Open asaiacai opened 2 months ago
Thanks for the report @asaiacai - I'm unable to reproduce this on https://github.com/skypilot-org/skypilot/commit/d27e0ff83c56983920a655fbeaddc96b2758752e. Can you share a reproduction script, a bit more about how you created the cluster and the full output of sky launch --cloud kubernetes --gpus T4
?
Here's how I created my cluster:
$ PROJECT_ID=$(gcloud config get-value project)
$ CLUSTER_NAME=gkeusc4
$ gcloud beta container --project "${PROJECT_ID}" clusters create "${CLUSTER_NAME}" --zone "us-central1-c" --no-enable-basic-auth --cluster-version "1.27.12-gke.1115000" --release-channel "regular" --machine-type "n1-standard-16" --accelerator "type=nvidia-tesla-t4,count=1" --image-type "COS_CONTAINERD" --disk-type "pd-balanced" --disk-size "100" --metadata disable-legacy-endpoints=true --scopes "https://www.googleapis.com/auth/devstorage.read_only","https://www.googleapis.com/auth/logging.write","https://www.googleapis.com/auth/monitoring","https://www.googleapis.com/auth/servicecontrol","https://www.googleapis.com/auth/service.management.readonly","https://www.googleapis.com/auth/trace.append" --num-nodes "3" --logging=SYSTEM,WORKLOAD --monitoring=SYSTEM --enable-ip-alias --network "projects/${PROJECT_ID}/global/networks/default" --subnetwork "projects/${PROJECT_ID}/regions/us-central1/subnetworks/default" --no-enable-intra-node-visibility --default-max-pods-per-node "110" --security-posture=standard --workload-vulnerability-scanning=disabled --no-enable-master-authorized-networks --addons HorizontalPodAutoscaling,HttpLoadBalancing,GcePersistentDiskCsiDriver --enable-autoupgrade --enable-autorepair --max-surge-upgrade 1 --max-unavailable-upgrade 0 --enable-managed-prometheus --enable-shielded-nodes --node-locations "us-central1-c"
$ kubectl apply -f https://raw.githubusercontent.com/GoogleCloudPlatform/container-engine-accelerators/master/nvidia-driver-installer/cos/daemonset-preloaded-latest.yaml
$ kubectl describe nodes | grep cloud.google.com/gke-accelerator
cloud.google.com/gke-accelerator=nvidia-tesla-t4
$ sky show-gpus --cloud kubernetes
COMMON_GPU AVAILABLE_QUANTITIES
T4 1
$ sky launch --cloud kubernetes --gpus T4
# My cluster ran as expected.
I have an existing GKE cluster cluster-1
that I created a new nodepool adding one T4 instance.
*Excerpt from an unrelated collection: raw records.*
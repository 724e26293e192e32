//! SQLite persistence layer.
//!
//! RULE: Only the store talks to the database.
//! The save manager sees a plain key-value `Storage`; it never executes SQL.

use crate::error::GameResult;
use chrono::Utc;
use rusqlite::{params, Connection, OptionalExtension};

/// Key-value string storage. Every call may fail.
pub trait Storage {
    fn get(&self, key: &str) -> GameResult<Option<String>>;
    fn set(&mut self, key: &str, value: &str) -> GameResult<()>;
    fn remove(&mut self, key: &str) -> GameResult<()>;

    /// Stored size of `key` in bytes, 0 when absent.
    fn size_of(&self, key: &str) -> GameResult<usize> {
        Ok(self.get(key)?.map_or(0, |v| v.len()))
    }
}

pub struct SqliteStore {
    conn: Connection,
    path: Option<String>, // None for :memory:
}

impl SqliteStore {
    /// Open (or create) the database at `path`.
    pub fn open(path: &str) -> GameResult<Self> {
        let conn = Connection::open(path)?;
        // WAL only matters for real files.
        let _ = conn.execute_batch("PRAGMA journal_mode=WAL;");
        Ok(Self {
            conn,
            path: Some(path.to_string()),
        })
    }

    /// Open an in-memory database (used in tests).
    pub fn in_memory() -> GameResult<Self> {
        let conn = Connection::open_in_memory()?;
        Ok(Self { conn, path: None })
    }

    /// Open and migrate in one step.
    pub fn open_migrated(path: &str) -> GameResult<Self> {
        let store = Self::open(path)?;
        store.migrate()?;
        Ok(store)
    }

    /// Apply all schema migrations in order.
    pub fn migrate(&self) -> GameResult<()> {
        self.conn
            .execute_batch(include_str!("../../../migrations/001_storage.sql"))?;
        Ok(())
    }

    pub fn path(&self) -> Option<&str> {
        self.path.as_deref()
    }

    /// Keys currently stored, in order.
    pub fn keys(&self) -> GameResult<Vec<String>> {
        let mut stmt = self.conn.prepare("SELECT key FROM kv_store ORDER BY key ASC")?;
        let keys = stmt
            .query_map([], |row| row.get(0))?
            .collect::<Result<Vec<String>, _>>()?;
        Ok(keys)
    }
}

impl Storage for SqliteStore {
    fn get(&self, key: &str) -> GameResult<Option<String>> {
        let value = self
            .conn
            .query_row(
                "SELECT value FROM kv_store WHERE key = ?1",
                params![key],
                |row| row.get(0),
            )
            .optional()?;
        Ok(value)
    }

    fn set(&mut self, key: &str, value: &str) -> GameResult<()> {
        self.conn.execute(
            "INSERT INTO kv_store (key, value, updated_at) VALUES (?1, ?2, ?3)
             ON CONFLICT(key) DO UPDATE SET value = excluded.value, updated_at = excluded.updated_at",
            params![key, value, Utc::now().to_rfc3339()],
        )?;
        Ok(())
    }

    fn remove(&mut self, key: &str) -> GameResult<()> {
        self.conn
            .execute("DELETE FROM kv_store WHERE key = ?1", params![key])?;
        Ok(())
    }
}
I shouldn't need to purge ~/.sky
right?
$ PROJECT_ID=$(gcloud config get-value project)
$ CLUSTER_NAME=cluster-1
$ gcloud beta container node-pools create t4-nodepool --cluster=${CLUSTER_NAME} --zone=us-central1-c --node-locations=us-central1-c --num-nodes=1 --total-min-nodes=1 --total-max-nodes=1 --reservation-affinity=none --no-enable-autorepair --location-policy=ANY --machine-type=n1-standard-2 --accelerator type=nvidia-tesla-t4,count=1,gpu-driver-version=latest
Note: Machines with GPUs have certain limitations which may affect your workflow. Learn more at https://cloud.google.com/kubernetes-engine/docs/how-to/gpus
Note: Starting in GKE 1.30, if you don't specify a driver version, GKE installs the default GPU driver for your node's GKE version.
Creating node pool t4-nodepool...done.
Created [https://container.googleapis.com/v1beta1/projects/trainy-test/zones/us-central1-c/clusters/cluster-1/nodePools/t4-nodepool].
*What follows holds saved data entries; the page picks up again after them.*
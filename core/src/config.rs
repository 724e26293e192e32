use crate::{
    catalog::{default_catalog, ClimateEventRule},
    types::{Turn, Year},
};
use anyhow::Context;
use serde::{Deserialize, Serialize};

#[derive(Debug, Clone, Serialize, Deserialize)]
#[serde(default)]
pub struct InitialConditions {
    pub money:       f64,
    pub wellbeing:   f64,
    pub environment: f64,
    pub resilience:  f64,
    pub year:        Year,
}

impl Default for InitialConditions {
    fn default() -> Self {
        Self {
            money:       100.0,
            wellbeing:   50.0,
            environment: 50.0,
            resilience:  20.0,
            year:        2025,
        }
    }
}

#[derive(Debug, Clone, Serialize, Deserialize)]
#[serde(default)]
pub struct FloodConfig {
    /// Base chance that a sea-level rise floods the coast.
    pub risk_base:         f64,
    /// Charged per newly flooded cell.
    pub wellbeing_penalty: f64,
    pub money_penalty:     f64,
}

impl Default for FloodConfig {
    fn default() -> Self {
        Self {
            risk_base:         0.1,
            wellbeing_penalty: 5.0,
            money_penalty:     5.0,
        }
    }
}

/// Drawing one real-world event from the snapshot's recent-events list.
#[derive(Debug, Clone, Serialize, Deserialize)]
#[serde(default)]
pub struct ExternalEventConfig {
    /// Chance per turn of drawing an event.
    pub probability:          f64,
    /// Penalties apply only while resilience is below this.
    pub resilience_threshold: f64,
    /// Penalties at magnitude 1.0; scaled linearly by magnitude.
    pub wellbeing_penalty:    f64,
    pub money_penalty:        f64,
    /// How many events a refresh asks the provider for.
    pub fetch_limit:          usize,
}

impl Default for ExternalEventConfig {
    fn default() -> Self {
        Self {
            probability:          0.1,
            resilience_threshold: 40.0,
            wellbeing_penalty:    15.0,
            money_penalty:        10.0,
            fetch_limit:          3,
        }
    }
}

#[derive(Debug, Clone, Serialize, Deserialize)]
#[serde(default)]
pub struct VictoryConditions {
    pub min_year:        Year,
    pub min_wellbeing:   f64,
    pub min_resilience:  f64,
    pub min_environment: f64,
}

impl Default for VictoryConditions {
    fn default() -> Self {
        Self {
            min_year:        2060,
            min_wellbeing:   60.0,
            min_resilience:  50.0,
            min_environment: 40.0,
        }
    }
}

/// A resource at or below its floor loses the game.
#[derive(Debug, Clone, Serialize, Deserialize)]
#[serde(default)]
pub struct DefeatConditions {
    pub min_wellbeing:   f64,
    pub min_money:       f64,
    pub min_environment: f64,
}

impl Default for DefeatConditions {
    fn default() -> Self {
        Self {
            min_wellbeing:   0.0,
            min_money:       0.0,
            min_environment: 0.0,
        }
    }
}

#[derive(Debug, Clone, Serialize, Deserialize)]
#[serde(default)]
pub struct TimeoutConditions {
    /// Absolute horizon, independent of the turn cap.
    pub horizon_year:  Year,
    /// Reaching the horizon with at least this score counts as victory.
    pub victory_score: u32,
}

impl Default for TimeoutConditions {
    fn default() -> Self {
        Self {
            horizon_year:  2100,
            victory_score: 200,
        }
    }
}

#[derive(Debug, Clone, Serialize, Deserialize)]
#[serde(default)]
pub struct SaveConfig {
    /// Records with any other version are rejected on load, never migrated.
    pub version:       String,
    /// Session history keeps this many of the most recent entries.
    pub stats_history: usize,
}

impl Default for SaveConfig {
    fn default() -> Self {
        Self {
            version:       SAVE_FORMAT_VERSION.into(),
            stats_history: 20,
        }
    }
}

pub const SAVE_FORMAT_VERSION: &str = "1.0.0";

#[derive(Debug, Clone, Serialize, Deserialize)]
#[serde(default)]
pub struct GameConfig {
    pub initial:                 InitialConditions,
    pub years_per_turn:          Year,
    /// Turn-count cap; reaching it ends the game with TurnLimitReached.
    pub max_turns:               Turn,
    pub income_per_turn:         f64,
    /// Metres of sea-level rise per turn, reported in the advisory summary.
    pub sea_level_rise_per_turn: f64,
    pub flood:                   FloodConfig,
    pub external_events:         ExternalEventConfig,
    pub victory:                 VictoryConditions,
    pub defeat:                  DefeatConditions,
    pub timeout:                 TimeoutConditions,
    pub achievements_enabled:    bool,
    pub save:                    SaveConfig,
    /// Evaluated in this order every turn.
    pub catalog:                 Vec<ClimateEventRule>,
}

impl Default for GameConfig {
    fn default() -> Self {
        Self {
            initial:                 InitialConditions::default(),
            years_per_turn:          5,
            max_turns:               100,
            income_per_turn:         10.0,
            sea_level_rise_per_turn: 0.05,
            flood:                   FloodConfig::default(),
            external_events:         ExternalEventConfig::default(),
            victory:                 VictoryConditions::default(),
            defeat:                  DefeatConditions::default(),
            timeout:                 TimeoutConditions::default(),
            achievements_enabled:    true,
            save:                    SaveConfig::default(),
            catalog:                 default_catalog(),
        }
    }
}

impl GameConfig {
    /// Load from a JSON file. Missing keys fall back to the reference data.
    /// In tests, use GameConfig::default_test().
    pub fn load(path: &str) -> anyhow::Result<Self> {
        let content = std::fs::read_to_string(path)
            .with_context(|| format!("Cannot read {path}"))?;
        let config: GameConfig = serde_json::from_str(&content)
            .with_context(|| format!("Cannot parse {path}"))?;
        log::info!(
            "loaded config from {path}: {} rules, max_turns={}",
            config.catalog.len(),
            config.max_turns
        );
        Ok(config)
    }

    /// Reference data with every source of chance switched off: no catalog
    /// rules, no external event draws, no achievements. Turns only add income.
    pub fn default_test() -> Self {
        Self {
            catalog: Vec::new(),
            external_events: ExternalEventConfig {
                probability: 0.0,
                ..ExternalEventConfig::default()
            },
            achievements_enabled: false,
            ..Self::default()
        }
    }

    pub fn with_difficulty(mut self, difficulty: Difficulty) -> Self {
        let preset = difficulty.preset();
        self.initial.money = preset.initial_money;
        self.sea_level_rise_per_turn = preset.sea_level_rise_per_turn;
        self.flood.risk_base = preset.flood_risk_base;
        self
    }

    /// Realistic difficulty tracks the observed trend (mm/yr) instead of
    /// the preset rise.
    pub fn calibrate_sea_level(&mut self, trend_mm_per_year: f64) {
        if trend_mm_per_year.is_finite() && trend_mm_per_year > 0.0 {
            self.sea_level_rise_per_turn = trend_mm_per_year / 1000.0;
        }
    }
}

#[derive(Debug, Clone, Copy, PartialEq, Eq, Serialize, Deserialize)]
#[serde(rename_all = "snake_case")]
pub enum Difficulty {
    Easy,
    Normal,
    Hard,
    Realistic,
}

#[derive(Debug, Clone, Copy)]
pub struct DifficultyPreset {
    pub initial_money:           f64,
    pub sea_level_rise_per_turn: f64,
    pub flood_risk_base:         f64,
}

impl Difficulty {
    pub fn preset(&self) -> DifficultyPreset {
        match self {
            Self::Easy      => DifficultyPreset { initial_money: 150.0, sea_level_rise_per_turn: 0.03, flood_risk_base: 0.05 },
            Self::Normal    => DifficultyPreset { initial_money: 100.0, sea_level_rise_per_turn: 0.05, flood_risk_base: 0.10 },
            Self::Hard      => DifficultyPreset { initial_money:  70.0, sea_level_rise_per_turn: 0.08, flood_risk_base: 0.15 },
            Self::Realistic => DifficultyPreset { initial_money:  50.0, sea_level_rise_per_turn: 0.05, flood_risk_base: 0.20 },
        }
    }

    pub fn from_name(name: &str) -> Option<Self> {
        match name {
            "easy"      => Some(Self::Easy),
            "normal"    => Some(Self::Normal),
            "hard"      => Some(Self::Hard),
            "realistic" => Some(Self::Realistic),
            _ => None,
        }
    }
}
//! Session statistics. One immutable record per finished or abandoned game.

use crate::{
    end_condition::{self, GameOutcome},
    state::GameState,
    types::{SessionId, Turn, Year},
};
use chrono::{DateTime, Utc};
use serde::{Deserialize, Serialize};
use uuid::Uuid;

#[derive(Debug, Clone, Copy, PartialEq, Eq, Serialize, Deserialize)]
#[serde(rename_all = "snake_case")]
pub enum SessionOutcome {
    Victory,
    Defeat,
    Timeout,
    TurnLimit,
    /// Recorded while the game was still running.
    Incomplete,
}

impl SessionOutcome {
    pub fn of(state: &GameState) -> Self {
        if !state.game_over {
            return Self::Incomplete;
        }
        match state.outcome {
            Some(GameOutcome::Victory)   => Self::Victory,
            Some(GameOutcome::Defeat)    => Self::Defeat,
            Some(GameOutcome::TurnLimit) => Self::TurnLimit,
            Some(GameOutcome::Timeout) | None => Self::Timeout,
        }
    }
}

#[derive(Debug, Clone, Copy, PartialEq, Serialize, Deserialize)]
pub struct ResourceSnapshot {
    pub money:       f64,
    pub wellbeing:   f64,
    pub environment: f64,
    pub resilience:  f64,
}

#[derive(Debug, Clone, PartialEq, Serialize, Deserialize)]
pub struct SessionStat {
    pub id:          SessionId,
    pub date:        DateTime<Utc>,
    pub final_year:  Year,
    pub final_score: u32,
    pub turns:       Turn,
    pub outcome:     SessionOutcome,
    pub resources:   ResourceSnapshot,
}

impl SessionStat {
    pub fn from_state(state: &GameState) -> Self {
        Self {
            id:          new_session_id(),
            date:        Utc::now(),
            final_year:  state.current_year,
            final_score: end_condition::score(state),
            turns:       state.turn,
            outcome:     SessionOutcome::of(state),
            resources:   ResourceSnapshot {
                money:       state.money(),
                wellbeing:   state.wellbeing(),
                environment: state.environment(),
                resilience:  state.resilience(),
            },
        }
    }
}

pub fn new_session_id() -> SessionId {
    format!("session_{}", Uuid::new_v4())
}

/// The persisted history, newest first.
#[derive(Debug, Clone, Default, PartialEq, Serialize, Deserialize)]
pub struct StatsLog {
    #[serde(default)]
    pub sessions: Vec<SessionStat>,
}

impl StatsLog {
    /// Add `stat`, keep the `cap` most recent sessions, newest first.
    pub fn record(&mut self, stat: SessionStat, cap: usize) {
        self.sessions.insert(0, stat);
        // Stable: equal dates keep the newer insert in front.
        self.sessions.sort_by(|a, b| b.date.cmp(&a.date));
        self.sessions.truncate(cap);
    }

    pub fn summary(&self) -> StatsSummary {
        let count = |o: SessionOutcome| self.sessions.iter().filter(|s| s.outcome == o).count();
        let total = self.sessions.len();
        let average_score = if total == 0 {
            0.0
        } else {
            self.sessions.iter().map(|s| f64::from(s.final_score)).sum::<f64>() / total as f64
        };
        StatsSummary {
            total_games: total,
            victories:   count(SessionOutcome::Victory),
            defeats:     count(SessionOutcome::Defeat),
            best_score:  self.sessions.iter().map(|s| s.final_score).max().unwrap_or(0),
            average_score,
        }
    }
}

#[derive(Debug, Clone, PartialEq, Serialize)]
pub struct StatsSummary {
    pub total_games:   usize,
    pub victories:     usize,
    pub defeats:       usize,
    pub best_score:    u32,
    pub average_score: f64,
}

#[cfg(test)]
mod tests {
    use super::*;
    use crate::config::GameConfig;
    use chrono::Duration;

    fn stat_at(minutes_ago: i64, score: u32) -> SessionStat {
        let mut stat = SessionStat::from_state(&GameState::new(&GameConfig::default_test()));
        stat.date = Utc::now() - Duration::minutes(minutes_ago);
        stat.final_score = score;
        stat
    }

    #[test]
    fn history_is_capped_and_newest_first() {
        let mut log = StatsLog::default();
        for i in 0..25 {
            // Recorded oldest first.
            log.record(stat_at(100 - i, i as u32), 20);
        }
        assert_eq!(log.sessions.len(), 20);
        assert_eq!(log.sessions[0].final_score, 24);
        assert_eq!(log.sessions[19].final_score, 5);
        assert!(log.sessions.windows(2).all(|w| w[0].date >= w[1].date));
    }

    #[test]
    fn unfinished_game_is_incomplete() {
        let state = GameState::new(&GameConfig::default_test());
        assert_eq!(SessionOutcome::of(&state), SessionOutcome::Incomplete);
        let summary = StatsLog::default().summary();
        assert_eq!(summary.total_games, 0);
        assert_eq!(summary.best_score, 0);
    }
}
NAME MACHINE_TYPE DISK_SIZE_GB NODE_VERSION
t4-nodepool n1-standard-2 100 1.28.7-gke.1026000
$ kubectl describe nodes | grep cloud.google.com/gke-accelerator
cloud.google.com/gke-accelerator=nvidia-tesla-t4
cloud.google.com/gke-accelerator=nvidia-tesla-t4,cloud.google.com/gke-boot-disk=pd-balanced,cloud.google.com/gke-container-runtime=contain...
$ sky show-gpus --cloud kubernetes
COMMON_GPU AVAILABLE_QUANTITIES
T4 1
Hint: use -a/--all to see all accelerators (including non-common ones) and pricing.
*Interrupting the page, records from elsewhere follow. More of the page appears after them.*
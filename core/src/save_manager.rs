//! The persistence manager: versioned save/load with a backup slot,
//! import/export, and session statistics.
//!
//! RULES:
//!   - Nothing is written or restored without passing validation first.
//!   - The backup write completes before the primary write begins.
//!   - An invalid record is discarded, never coerced into a playable state.
//!   - Statistics live under their own key; clearing the save keeps them.

use crate::{
    config::GameConfig,
    error::{GameResult, ValidationError},
    snapshot::{self, serialize, SaveRecord, SerializedGameState},
    state::GameState,
    stats::{SessionStat, StatsLog, StatsSummary},
    store::Storage,
    types::{Turn, Year},
    validate::{validate_progress, validate_record_value, validate_state_value},
};
use serde::Serialize;
use serde_json::Value;

pub const SAVE_KEY: &str = "coastal_savior_save";
pub const BACKUP_KEY: &str = "coastal_savior_backup";
pub const STATS_KEY: &str = "coastal_savior_stats";

#[derive(Debug, Clone, PartialEq, Serialize)]
pub struct SaveInfo {
    pub timestamp: String,
    pub version:   String,
    pub year:      Option<Year>,
    pub turn:      Option<Turn>,
}

#[derive(Debug, Clone, PartialEq, Serialize)]
pub struct StorageInfo {
    pub has_save:       bool,
    pub save_kb:        f64,
    pub stats_kb:       f64,
    pub total_sessions: usize,
}

pub struct SaveManager<S: Storage> {
    storage: S,
    config:  GameConfig,
}

impl<S: Storage> SaveManager<S> {
    pub fn new(storage: S, config: GameConfig) -> Self {
        Self { storage, config }
    }

    pub fn storage(&self) -> &S {
        &self.storage
    }

    pub fn storage_mut(&mut self) -> &mut S {
        &mut self.storage
    }

    pub fn config(&self) -> &GameConfig {
        &self.config
    }

    pub fn reconfigure(&mut self, config: GameConfig) {
        self.config = config;
    }

    fn version(&self) -> &str {
        &self.config.save.version
    }

    // ── Save / load ────────────────────────────────────────────

    /// Validate and commit `state`, backing up the previous save first.
    pub fn save(&mut self, state: &GameState) -> GameResult<()> {
        let record = SaveRecord::new(self.version(), state);
        let value = serde_json::to_value(&record)?;
        validate_record_value(&value, self.version())?;
        let text = serde_json::to_string(&value)?;

        if let Err(e) = self.create_backup() {
            log::error!("save aborted, backup write failed: {e}");
            return Err(e);
        }
        if let Err(e) = self.storage.set(SAVE_KEY, &text) {
            log::error!("save write failed: {e}");
            if let Err(restore_err) = self.restore_from_backup() {
                log::error!("could not put the backup back: {restore_err}");
            }
            return Err(e);
        }
        log::info!("saved turn {} ({})", state.turn, state.current_year);
        Ok(())
    }

    /// The saved game, if there is a valid one.
    ///
    /// An unreadable record falls back to the backup. A readable but
    /// invalid record is cleared.
    pub fn load(&mut self) -> Option<GameState> {
        let raw = match self.storage.get(SAVE_KEY) {
            Ok(Some(raw)) => raw,
            Ok(None) => return None,
            Err(e) => {
                log::warn!("save unreadable ({e}), trying backup");
                return self.load_from_backup();
            }
        };
        let value: Value = match serde_json::from_str(&raw) {
            Ok(value) => value,
            Err(e) => {
                log::warn!("save is not valid JSON ({e}), trying backup");
                return self.load_from_backup();
            }
        };
        match self.decode(&value) {
            Ok(state) => {
                log::info!("loaded turn {} ({})", state.turn, state.current_year);
                Some(state)
            }
            Err(e) => {
                log::warn!("discarding saved game: {e}");
                if let Err(e) = self.clear() {
                    log::error!("could not clear rejected save: {e}");
                }
                None
            }
        }
    }

    fn decode(&self, record: &Value) -> GameResult<GameState> {
        validate_record_value(record, self.version())?;
        validate_progress(&record["state"], self.config.max_turns)?;
        snapshot::restore(&record["state"], &self.config)
    }

    fn read_record(&self, key: &str) -> GameResult<Option<Value>> {
        match self.storage.get(key)? {
            Some(raw) => Ok(Some(serde_json::from_str(&raw)?)),
            None => Ok(None),
        }
    }

    pub fn load_from_backup(&self) -> Option<GameState> {
        let record = match self.read_record(BACKUP_KEY) {
            Ok(Some(record)) => record,
            Ok(None) => return None,
            Err(e) => {
                log::warn!("backup unreadable: {e}");
                return None;
            }
        };
        match self.decode(&record) {
            Ok(state) => {
                log::info!("loaded backup at turn {}", state.turn);
                Some(state)
            }
            Err(e) => {
                log::warn!("backup rejected: {e}");
                None
            }
        }
    }

    /// Copy the current save into the backup slot. `false` if there was
    /// nothing to copy.
    pub fn create_backup(&mut self) -> GameResult<bool> {
        match self.storage.get(SAVE_KEY)? {
            Some(current) => {
                self.storage.set(BACKUP_KEY, &current)?;
                Ok(true)
            }
            None => Ok(false),
        }
    }

    /// Copy the backup over the current save. `false` if there is no backup.
    pub fn restore_from_backup(&mut self) -> GameResult<bool> {
        match self.storage.get(BACKUP_KEY)? {
            Some(backup) => {
                self.storage.set(SAVE_KEY, &backup)?;
                log::info!("backup restored to the primary slot");
                Ok(true)
            }
            None => Ok(false),
        }
    }

    /// Erase the current save. Backup and statistics are kept.
    pub fn clear(&mut self) -> GameResult<()> {
        self.storage.remove(SAVE_KEY)?;
        log::info!("saved game cleared");
        Ok(())
    }

    pub fn has_saved_game(&self) -> bool {
        matches!(self.storage.get(SAVE_KEY), Ok(Some(_)))
    }

    pub fn save_info(&self) -> Option<SaveInfo> {
        let record = self.read_record(SAVE_KEY).ok().flatten()?;
        let state = &record["state"];
        Some(SaveInfo {
            timestamp: record["timestamp"].as_str()?.to_string(),
            version:   record["version"].as_str()?.to_string(),
            year:      state["current_year"].as_i64().and_then(|y| Year::try_from(y).ok()),
            turn:      state["turn"].as_u64().and_then(|t| Turn::try_from(t).ok()),
        })
    }

    // ── Import / export ────────────────────────────────────────

    /// The current save as a serialized state.
    pub fn export_snapshot(&self) -> Option<SerializedGameState> {
        let record = self.read_record(SAVE_KEY).ok().flatten()?;
        match self.decode(&record) {
            Ok(state) => Some(serialize(&state)),
            Err(e) => {
                log::warn!("nothing exported: {e}");
                None
            }
        }
    }

    /// The raw persisted record, for writing to a file.
    pub fn export_json(&self) -> Option<String> {
        self.storage.get(SAVE_KEY).ok().flatten()
    }

    /// Accept a full save record or a bare serialized state. Invalid input
    /// is rejected before anything is written.
    pub fn import_snapshot(&mut self, blob: &str) -> GameResult<GameState> {
        let value: Value = serde_json::from_str(blob)
            .map_err(|e| ValidationError::Malformed(e.to_string()))?;
        let state_value = if value.get("version").is_some() {
            validate_record_value(&value, self.version())?;
            &value["state"]
        } else {
            validate_state_value(&value)?;
            &value
        };
        validate_progress(state_value, self.config.max_turns)?;
        let state = snapshot::restore(state_value, &self.config)?;
        self.save(&state)?;
        log::info!("imported game at turn {} ({})", state.turn, state.current_year);
        Ok(state)
    }

    // ── Statistics ─────────────────────────────────────────────

    /// Append a session record for `state` to the capped history.
    pub fn record_session(&mut self, state: &GameState) -> GameResult<SessionStat> {
        let stat = SessionStat::from_state(state);
        let mut log = self.load_stats();
        log.record(stat.clone(), self.config.save.stats_history);
        self.storage.set(STATS_KEY, &serde_json::to_string(&log)?)?;
        log::info!("recorded session {} ({:?}, score {})", stat.id, stat.outcome, stat.final_score);
        Ok(stat)
    }

    /// Session history, newest first. Unreadable history reads as empty.
    pub fn load_stats(&self) -> StatsLog {
        let raw = match self.storage.get(STATS_KEY) {
            Ok(Some(raw)) => raw,
            Ok(None) => return StatsLog::default(),
            Err(e) => {
                log::warn!("stats unreadable: {e}");
                return StatsLog::default();
            }
        };
        serde_json::from_str(&raw).unwrap_or_else(|e| {
            log::warn!("stats malformed, starting fresh: {e}");
            StatsLog::default()
        })
    }

    pub fn stats_summary(&self) -> StatsSummary {
        self.load_stats().summary()
    }

    pub fn clear_stats(&mut self) -> GameResult<()> {
        self.storage.remove(STATS_KEY)?;
        Ok(())
    }

    pub fn storage_info(&self) -> GameResult<StorageInfo> {
        let kb = |bytes: usize| (bytes as f64 / 1024.0 * 100.0).round() / 100.0;
        Ok(StorageInfo {
            has_save:       self.has_saved_game(),
            save_kb:        kb(self.storage.size_of(SAVE_KEY)?),
            stats_kb:       kb(self.storage.size_of(STATS_KEY)?),
            total_sessions: self.load_stats().sessions.len(),
        })
    }
}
$ sky launch --cloud kubernetes --gpus T4
I 05-02 18:08:39 optimizer.py:1209] No resource satisfying Kubernetes({'T4': 1}) on Kubernetes.
sky.exceptions.ResourcesUnavailableError: Kubernetes cluster does not contain any instances satisfying the request:
Task<name=sky-cmd>(run=<empty>)
resources: Kubernetes({'T4': 1}).
To fix: relax or change the resource requirements.
$ sky -c
skypilot, commit d27e0ff83c56983920a655fbeaddc96b2758752e
Ah looks like your instance does not have enough memory to satisfy the default resource request of 2 CPUs and 8GB memory. Note that some CPU millicores and memory goes to k8s components, so n1-standard-2 with 2 CPUs and 7.5GB memory would not be able to fit the default resources requested by SkyPilot.
This is surfaced in debug logs (export SKYPILOT_DEBUG=1
):
D 05-02 13:40:51 kubernetes.py:344] Instance type 2CPU--8GB--1T4 does not fit in the Kubernetes cluster. Reason: GPU nodes with T4 do not have enough CPU and/or memory. Maximum resources found on a single node: 2.0 CPUs, 7.3G Memory
Explicitly specifying a lower CPU/mem request (e.g., sky launch --cloud kubernetes --gpus T4 --cpus 1 --memory 2
) should work.
TODO for us is to make the log messages better - perhaps resources: Kubernetes({'T4': 1})
should have shown the CPUs and memory requested. Leaving the issue open for us to fix logging. Thanks for the report!
Bumping the priority for this - another user ran into issues with SkyPilot unable to use resources on k8s and had to use SKYPILOT_DEBUG=1 to surface the error. This should be logged to info.
I'm running a single T4 node on GKE. Nodes are properly labeled as shown below and
sky show-gpus --cloud kubernetes
is also correct but fails to launch.Version & Commit info:
sky -v
:skypilot, version 1.0.0-dev0
sky -c
:skypilot, commit 889adce65602b76e31f60534ce25c264bad7cb83